use crate::infra::AppState;
use axum::http::{header, StatusCode};
use axum::response::IntoResponse;
use axum::routing::{get, post};
use axum::{Extension, Json, Router};
use hiring_risk::assessment::{AnswerSet, HeatmapRow, RiskReport, HEATMAP};
use hiring_risk::error::AppError;
use serde_json::json;
use tracing::info;

pub(crate) fn router() -> Router {
    Router::new()
        .route("/health", get(healthcheck))
        .route("/ready", get(readiness_endpoint))
        .route("/metrics", get(metrics_endpoint))
        .route("/api/v1/assessment", post(assessment_endpoint))
        .route("/api/v1/heatmap", get(heatmap_endpoint))
}

pub(crate) async fn healthcheck() -> Json<serde_json::Value> {
    Json(json!({ "status": "ok" }))
}

pub(crate) async fn readiness_endpoint(Extension(state): Extension<AppState>) -> impl IntoResponse {
    let ready = state.readiness.load(std::sync::atomic::Ordering::Relaxed);
    let status = if ready {
        StatusCode::OK
    } else {
        StatusCode::SERVICE_UNAVAILABLE
    };

    let payload = if ready {
        json!({ "status": "ready" })
    } else {
        json!({ "status": "initializing" })
    };

    (status, Json(payload))
}

pub(crate) async fn metrics_endpoint(Extension(state): Extension<AppState>) -> impl IntoResponse {
    (
        StatusCode::OK,
        [(header::CONTENT_TYPE, "text/plain; version=0.0.4")],
        state.metrics.render(),
    )
}

/// Score a submitted answer set. Missing fields yield 422 with the list of gaps.
pub(crate) async fn assessment_endpoint(
    Json(answers): Json<AnswerSet>,
) -> Result<Json<RiskReport>, AppError> {
    let answers = answers.resolve()?;
    let report = RiskReport::assess(&answers);
    info!(
        score = report.score,
        tier = report.tier_label,
        "assessment served"
    );
    Ok(Json(report))
}

pub(crate) async fn heatmap_endpoint() -> Json<Vec<HeatmapRow>> {
    Json(HEATMAP.to_vec())
}

#[cfg(test)]
mod tests {
    use super::*;
    use axum::body::{to_bytes, Body};
    use axum::http::Request;
    use serde_json::Value;
    use tower::ServiceExt;

    async fn post_assessment(payload: Value) -> (StatusCode, Value) {
        let request = Request::builder()
            .method("POST")
            .uri("/api/v1/assessment")
            .header(header::CONTENT_TYPE, "application/json")
            .body(Body::from(payload.to_string()))
            .expect("request builds");

        let response = router().oneshot(request).await.expect("router responds");
        let status = response.status();
        let bytes = to_bytes(response.into_body(), usize::MAX)
            .await
            .expect("body readable");
        let body = serde_json::from_slice(&bytes).unwrap_or(Value::Null);
        (status, body)
    }

    #[tokio::test]
    async fn assessment_endpoint_returns_report() {
        let (status, body) = post_assessment(json!({
            "firm_size": "large",
            "bilingual_exposure": "high",
            "region": "brussels",
            "hiring_pressure": "aggressive",
        }))
        .await;

        assert_eq!(status, StatusCode::OK);
        assert_eq!(body["score"], 100.0);
        assert_eq!(body["tier"], "structural");
        assert_eq!(body["tier_class"], "tier-structural");
        assert_eq!(body["indicators"].as_array().map(Vec::len), Some(4));
        assert_eq!(body["heatmap"].as_array().map(Vec::len), Some(4));
    }

    #[tokio::test]
    async fn assessment_endpoint_lists_missing_fields() {
        let (status, body) = post_assessment(json!({ "firm_size": "small" })).await;

        assert_eq!(status, StatusCode::UNPROCESSABLE_ENTITY);
        assert_eq!(
            body["missing"],
            json!(["bilingual_exposure", "region", "hiring_pressure"])
        );
    }

    #[tokio::test]
    async fn assessment_endpoint_rejects_unknown_values() {
        let (status, _) = post_assessment(json!({
            "firm_size": "huge",
            "bilingual_exposure": "high",
            "region": "brussels",
            "hiring_pressure": "aggressive",
        }))
        .await;

        assert!(status.is_client_error());
    }

    #[tokio::test]
    async fn heatmap_endpoint_returns_static_rows() {
        let Json(rows) = heatmap_endpoint().await;
        assert_eq!(rows, HEATMAP.to_vec());
    }
}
####################
__HOW TO COMPLETE THIS TASK__
All lines above holding the word "AppError" make up the answer; copy each one.

__EXPECTED ANSWER__
use hiring_risk::error::AppError;
) -> Result<Json<RiskReport>, AppError> {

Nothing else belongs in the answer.